++++ LISTED ENTRIES ++++

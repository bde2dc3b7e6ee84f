//! Container runtime abstraction. Docker-style CLIs are built in; other
//! runtimes implement the same trait.

use async_trait::async_trait;
use pynchy_core::{PynchyError, Result};
use tokio::process::Command;
use tracing::{debug, warn};

#[async_trait]
pub trait ContainerRuntime: Send + Sync {
    fn name(&self) -> &str;
    /// CLI binary invoked for `run`/`ps`/`kill`.
    fn cli(&self) -> &str;
    async fn is_available(&self) -> bool;
    /// Verify the daemon responds; error is terminal at startup.
    async fn ensure_running(&self) -> Result<()>;
    /// Running container names matching `prefix` — orphan discovery.
    async fn list_running(&self, prefix: &str) -> Vec<String>;
    /// Force-stop a container by name.
    async fn stop(&self, name: &str) -> Result<()>;
}

/// Runtime backed by a docker-compatible CLI (`docker`, `podman`, …).
pub struct CliRuntime {
    cli: String,
}

impl CliRuntime {
    pub fn new(cli: &str) -> Self {
        Self { cli: cli.to_string() }
    }
}

#[async_trait]
impl ContainerRuntime for CliRuntime {
    fn name(&self) -> &str {
        &self.cli
    }

    fn cli(&self) -> &str {
        &self.cli
    }

    async fn is_available(&self) -> bool {
        Command::new(&self.cli)
            .arg("--version")
            .output()
            .await
            .map(|out| out.status.success())
            .unwrap_or(false)
    }

    async fn ensure_running(&self) -> Result<()> {
        let out = Command::new(&self.cli)
            .arg("info")
            .output()
            .await
            .map_err(|e| PynchyError::Container(format!("{} not found: {e}", self.cli)))?;
        if !out.status.success() {
            return Err(PynchyError::Container(format!(
                "{} daemon is not running",
                self.cli
            )));
        }
        debug!(runtime = %self.cli, "container daemon is running");
        Ok(())
    }

    async fn list_running(&self, prefix: &str) -> Vec<String> {
        let out = match Command::new(&self.cli)
            .args(["ps", "--format", "{{.Names}}"])
            .output()
            .await
        {
            Ok(out) => out,
            Err(e) => {
                warn!(runtime = %self.cli, error = %e, "failed to list containers");
                return Vec::new();
            }
        };
        String::from_utf8_lossy(&out.stdout)
            .lines()
            .map(str::trim)
            .filter(|name| !name.is_empty() && name.starts_with(prefix))
            .map(String::from)
            .collect()
    }

    async fn stop(&self, name: &str) -> Result<()> {
        let out = Command::new(&self.cli)
            .args(["kill", name])
            .output()
            .await
            .map_err(|e| PynchyError::Container(e.to_string()))?;
        if !out.status.success() {
            return Err(PynchyError::Container(format!(
                "kill {name} failed: {}",
                String::from_utf8_lossy(&out.stderr).trim()
            )));
        }
        Ok(())
    }
}

/// Kill containers left over from a prior crash. Names are deterministic
/// (`<prefix>-<folder>-<ms>`) so anything matching the prefix is ours.
pub async fn kill_orphans(runtime: &dyn ContainerRuntime, prefix: &str) -> usize {
    let orphans = runtime.list_running(prefix).await;
    let mut killed = 0;
    for name in &orphans {
        match runtime.stop(name).await {
            Ok(()) => {
                warn!(container = %name, "killed orphaned container from prior run");
                killed += 1;
            }
            Err(e) => warn!(container = %name, error = %e, "failed to kill orphan"),
        }
    }
    killed
}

++++

### WORK ITEM
Return the full listing, word for word.

### EXPECTED OUTPUT
repository bde2dc3b7e6ee84f
//! Container runtime abstraction. Docker-style CLIs are built in; other
//! runtimes implement the same trait.

use async_trait::async_trait;
use pynchy_core::{PynchyError, Result};
use tokio::process::Command;
use tracing::{debug, warn};

#[async_trait]
pub trait ContainerRuntime: Send + Sync {
    fn name(&self) -> &str;
    /// CLI binary invoked for `run`/`ps`/`kill`.
    fn cli(&self) -> &str;
    async fn is_available(&self) -> bool;
    /// Verify the daemon responds; error is terminal at startup.
    async fn ensure_running(&self) -> Result<()>;
    /// Running container names matching `prefix` — orphan discovery.
    async fn list_running(&self, prefix: &str) -> Vec<String>;
    /// Force-stop a container by name.
    async fn stop(&self, name: &str) -> Result<()>;
}

/// Runtime backed by a docker-compatible CLI (`docker`, `podman`, …).
pub struct CliRuntime {
    cli: String,
}

impl CliRuntime {
    pub fn new(cli: &str) -> Self {
        Self { cli: cli.to_string() }
    }
}

#[async_trait]
impl ContainerRuntime for CliRuntime {
    fn name(&self) -> &str {
        &self.cli
    }

    fn cli(&self) -> &str {
        &self.cli
    }

    async fn is_available(&self) -> bool {
        Command::new(&self.cli)
            .arg("--version")
            .output()
            .await
            .map(|out| out.status.success())
            .unwrap_or(false)
    }

    async fn ensure_running(&self) -> Result<()> {
        let out = Command::new(&self.cli)
            .arg("info")
            .output()
            .await
            .map_err(|e| PynchyError::Container(format!("{} not found: {e}", self.cli)))?;
        if !out.status.success() {
            return Err(PynchyError::Container(format!(
                "{} daemon is not running",
                self.cli
            )));
        }
        debug!(runtime = %self.cli, "container daemon is running");
        Ok(())
    }

    async fn list_running(&self, prefix: &str) -> Vec<String> {
        let out = match Command::new(&self.cli)
            .args(["ps", "--format", "{{.Names}}"])
            .output()
            .await
        {
            Ok(out) => out,
            Err(e) => {
                warn!(runtime = %self.cli, error = %e, "failed to list containers");
                return Vec::new();
            }
        };
        String::from_utf8_lossy(&out.stdout)
            .lines()
            .map(str::trim)
            .filter(|name| !name.is_empty() && name.starts_with(prefix))
            .map(String::from)
            .collect()
    }

    async fn stop(&self, name: &str) -> Result<()> {
        let out = Command::new(&self.cli)
            .args(["kill", name])
            .output()
            .await
            .map_err(|e| PynchyError::Container(e.to_string()))?;
        if !out.status.success() {
            return Err(PynchyError::Container(format!(
                "kill {name} failed: {}",
                String::from_utf8_lossy(&out.stderr).trim()
            )));
        }
        Ok(())
    }
}

/// Kill containers left over from a prior crash. Names are deterministic
/// (`<prefix>-<folder>-<ms>`) so anything matching the prefix is ours.
pub async fn kill_orphans(runtime: &dyn ContainerRuntime, prefix: &str) -> usize {
    let orphans = runtime.list_running(prefix).await;
    let mut killed = 0;
    for name in &orphans {
        match runtime.stop(name).await {
            Ok(()) => {
                warn!(container = %name, "killed orphaned container from prior run");
                killed += 1;
            }
            Err(e) => warn!(container = %name, error = %e, "failed to kill orphan"),
        }
    }
    killed
}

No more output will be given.